While there are practical advantages and real logic to this mechanism-based approach, a new review article published in Carcinogenesis suggests that this strategy may be overly simplistic and could potentially hinder our ability to adequately identify chemicals that contribute to the development of cancer.
This international team of cancer biologists and environmental health scientists organized their discussion around the “Hallmarks of Cancer,” a list of acquired characteristics that commonly occur in cancer (for example: continued growth, resistance to cell death, and tissue invasion). For each key characteristic, they identified typical target sites for disruption as well as environmental chemicals that have been shown to act on those targets. The researchers focused their discussion solely on chemicals that were not already categorized as human carcinogens by the International Agency for Research on Cancer (IARC), and they took careful note of effects observed at low doses. In addition, they specifically mapped connections between different pathways to highlight cases in which alterations leading to a given cancer hallmark could also lead to another.
Their lengthy review provides an important overview of the procarcinogenic effects of numerous common chemicals, but perhaps the most significant conclusion of this work is to emphasize the pitfalls in the status quo for risk assessment. By focusing on categorizing single chemicals as ‘carcinogens,’ we neglect to acknowledge that combinations of chemicals that individually do not meet criteria to be categorized as ‘carcinogenic’ may act in synergistic ways to promote the development of cancer. Even recent efforts to evaluate the effects of chemical mixtures may be inadequate, as they mostly focus on chemicals with common cellular pathways or targets. What about the numerous compounds, as identified in this review, that act on disparate pathways and organs to contribute to a similar disease process in the body?

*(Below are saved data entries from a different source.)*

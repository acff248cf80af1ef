//! The seam between this core and whatever actually owns the socket.
//!
//! The core is always `async fn`/[`BoxFuture`]-based internally, matching how
//! sqlx-core's own `Connection`/`Executor` traits are shaped; synchronous
//! callers go through [`crate::batch::Batch::execute_reader_blocking`] and
//! friends, which drive the same futures with `futures_executor::block_on`
//! (Open Question (c), see `SPEC_FULL.md` §10.4).
//!
//! `Connection` owns the result-reading state machine directly rather than
//! handing back a separate cursor/reader object: a result set doesn't outlive
//! the connection that produced it, so there is nothing a split-out type
//! would buy beyond a self-referential borrow this core would rather not
//! model.

use futures_util::future::BoxFuture;

use crate::error::BatchResult;
use crate::value::Row;

/// Whether a caller is driving this batch from a synchronous or an
/// asynchronous context. Threaded through purely for logging (§10.2) — it
/// does not change which code path runs, since the core itself never forks
/// its implementation on this value.
#[derive(Debug, Clone, Copy, PartialEq, Eq)]
pub enum IoBehavior {
    Synchronous,
    Asynchronous,
}

/// Lifecycle state a [`Connection`] implementation is expected to report
/// accurately; the Validation Guards (C7) consult this before every
/// operation.
#[derive(Debug, Clone, Copy, PartialEq, Eq)]
pub enum ConnectionState {
    Connecting,
    Open,
    Closed,
}

/// What the Batch Executor and Result Reader Driver need from a live
/// connection: send a framed payload, then step through whatever result sets
/// and rows come back.
///
/// Intentionally thin — this core does not own connection setup, auth, or
/// TLS, only the batch-execution path layered on top of an already-open one.
pub trait Connection: Send {
    fn state(&self) -> ConnectionState;

    /// Whether the server this connection is talking to understands the
    /// MariaDB `COM_MULTI` bulk-framing extension. Drives the Batch
    /// Executor's creator-selection rule (§4.5/§8 invariant 4).
    fn supports_com_multi(&self) -> bool;

    /// The transaction id the connection currently considers itself bound
    /// to, if any. `None` means "no open transaction".
    fn current_transaction_id(&self) -> Option<u64>;

    /// When set, the transaction-binding guard (§4.7 guard 4) is skipped.
    fn ignore_command_transaction(&self) -> bool;

    /// When set, the Prepared-Statement Coordinator becomes a no-op: guards
    /// still run, but no `COM_STMT_PREPARE` is ever transmitted.
    fn ignore_prepare(&self) -> bool;

    /// Sends a fully framed payload (as produced by a [`crate::creator`]) and
    /// waits for the server to acknowledge it, positioning the connection at
    /// the first result set of the response.
    fn transmit<'c>(&'c mut self, payload: &'c [u8]) -> BoxFuture<'c, BatchResult<()>>;

    /// Reads the next row of the current result set, or `None` once it's
    /// exhausted.
    fn read_row<'c>(&'c mut self) -> BoxFuture<'c, BatchResult<Option<Row>>>;

    /// Advances past the current (exhausted) result set to the next one in
    /// this transmission. Returns `false` once there are no more.
    ///
    /// Callers must fully drain a result set's rows via `read_row` before
    /// calling this — the Result Reader Driver enforces that ordering, not
    /// this trait.
    fn advance_result_set<'c>(&'c mut self) -> BoxFuture<'c, BatchResult<bool>>;

    /// Rows affected by the statement that produced the current result set.
    fn rows_affected(&self) -> u64;

    /// Prepares `sql` server-side, returning the statement id the Prepared-
    /// Statement Coordinator (C3) will reference from then on.
    fn prepare<'c>(&'c mut self, sql: &'c str) -> BoxFuture<'c, BatchResult<u32>>;
}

To address these problems, the authors propose several key principles for an improved framework for cumulative risk assessment, including consideration of the synergistic activity of:
chemicals that act via different pathways
chemicals that act on different target tissues
non-carcinogens that act at low doses to contribute to pro-carcinogenic processes
chemicals that are not structurally similar
Carcinogenesis, like many disease processes, is complicated, and identifying the numerous pathways and organs involved is – and will continue to be – an enormous scientific challenge. Slow progress can be made, nevertheless, with a shift towards testing real-world combinations of chemicals and by using the ‘Hallmarks of Cancer’ to guide relevant and appropriate research. New technologies, such as high throughput screening, computational modeling and systems biology-based analysis, can aid in this process. However, the authors stress that traditional in vivo testing still holds an important place in cancer-related research – at least until there is appropriate validation of these emerging tools.

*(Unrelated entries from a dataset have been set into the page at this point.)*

//! C7 — Validation & State Guards.
//!
//! Centralizes the precondition checks every entry point into [`crate::batch::Batch`]
//! must run before touching the connection, so the guard logic lives in one
//! place instead of being re-checked ad hoc at each call site. Order matches
//! §4.7: first failure wins.

use crate::command::{BatchCommand, CommandKind};
use crate::error::{BatchError, BatchResult};
use crate::session::{Connection, ConnectionState};

/// Guards run before [`crate::batch::Batch::execute_reader`] touches the
/// connection: state must be `Open` or `Connecting`, the batch's bound
/// transaction (if any) must match the connection's current one unless the
/// connection opts out, the command list must be non-empty, and every
/// command must pass its own per-command validation.
pub(crate) fn validate_for_execute(
    connection: &dyn Connection,
    batch_transaction: Option<u64>,
    commands: &[BatchCommand],
) -> BatchResult<()> {
    match connection.state() {
        ConnectionState::Open | ConnectionState::Connecting => {}
        ConnectionState::Closed => return Err(BatchError::ObjectDisposed),
    }

    if !connection.ignore_command_transaction()
        && batch_transaction != connection.current_transaction_id()
    {
        return Err(BatchError::invalid_operation(
            "batch transaction does not match the connection's current transaction",
        ));
    }

    if commands.is_empty() {
        return Err(BatchError::invalid_operation(
            "a batch must contain at least one command",
        ));
    }
    for command in commands {
        command.validate()?;
    }
    Ok(())
}

/// Guards run before the Prepared-Statement Coordinator touches the
/// connection: state must be strictly `Open`, and every command must be a
/// kind this core knows how to prepare.
pub(crate) fn validate_for_prepare(
    connection: &dyn Connection,
    commands: &[BatchCommand],
) -> BatchResult<()> {
    if connection.state() != ConnectionState::Open {
        return Err(BatchError::invalid_operation(
            "cannot prepare statements unless the connection is open",
        ));
    }
    for command in commands {
        match command.kind {
            CommandKind::Text => {}
        }
    }
    Ok(())
}

#[cfg(test)]
mod tests {
    use super::*;
    use futures_util::future::BoxFuture;

    struct FakeConnection {
        state: ConnectionState,
        transaction_id: Option<u64>,
        ignore_transaction: bool,
    }

    impl Connection for FakeConnection {
        fn state(&self) -> ConnectionState {
            self.state
        }

        fn supports_com_multi(&self) -> bool {
            false
        }

        fn current_transaction_id(&self) -> Option<u64> {
            self.transaction_id
        }

        fn ignore_command_transaction(&self) -> bool {
            self.ignore_transaction
        }

        fn ignore_prepare(&self) -> bool {
            false
        }

        fn transmit<'c>(&'c mut self, _payload: &'c [u8]) -> BoxFuture<'c, BatchResult<()>> {
            unimplemented!()
        }

        fn read_row<'c>(
            &'c mut self,
        ) -> BoxFuture<'c, BatchResult<Option<crate::value::Row>>> {
            unimplemented!()
        }

        fn advance_result_set<'c>(&'c mut self) -> BoxFuture<'c, BatchResult<bool>> {
            unimplemented!()
        }

        fn rows_affected(&self) -> u64 {
            0
        }

        fn prepare<'c>(&'c mut self, _sql: &'c str) -> BoxFuture<'c, BatchResult<u32>> {
            unimplemented!()
        }
    }

    fn open_connection() -> FakeConnection {
        FakeConnection {
            state: ConnectionState::Open,
            transaction_id: None,
            ignore_transaction: false,
        }
    }

    #[test]
    fn rejects_empty_command_list() {
        let connection = open_connection();
        let result = validate_for_execute(&connection, None, &[]);
        assert!(matches!(result, Err(BatchError::InvalidOperation(_))));
    }

    #[test]
    fn rejects_closed_connection() {
        let mut connection = open_connection();
        connection.state = ConnectionState::Closed;
        let commands = vec![BatchCommand::new("SELECT 1")];
        let result = validate_for_execute(&connection, None, &commands);
        assert!(matches!(result, Err(BatchError::ObjectDisposed)));
    }

    #[test]
    fn rejects_transaction_mismatch() {
        let mut connection = open_connection();
        connection.transaction_id = Some(7);
        let commands = vec![BatchCommand::new("SELECT 1")];
        let result = validate_for_execute(&connection, None, &commands);
        assert!(matches!(result, Err(BatchError::InvalidOperation(_))));
    }

    #[test]
    fn ignore_command_transaction_skips_the_mismatch_guard() {
        let mut connection = open_connection();
        connection.transaction_id = Some(7);
        connection.ignore_transaction = true;
        let commands = vec![BatchCommand::new("SELECT 1")];
        assert!(validate_for_execute(&connection, None, &commands).is_ok());
    }

    #[test]
    fn accepts_well_formed_batch() {
        let connection = open_connection();
        let commands = vec![BatchCommand::new("SELECT 1")];
        assert!(validate_for_execute(&connection, None, &commands).is_ok());
    }
}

This publication highlights that our current chemical testing and risk assessment system is overly narrow and negates the complexity with which chemicals can interact in the body. We must broaden our approach to acknowledge that distinct chemicals can act in distinct ways at distinct sites – even at low doses – to contribute synergistically to a specific disease process. Reframing our perspective is daunting, and it will emphasize our limited knowledge about the mixtures of chemicals that we are exposed to everyday. But, if we can look up to see the forest, we may begin to make our way towards safer territory.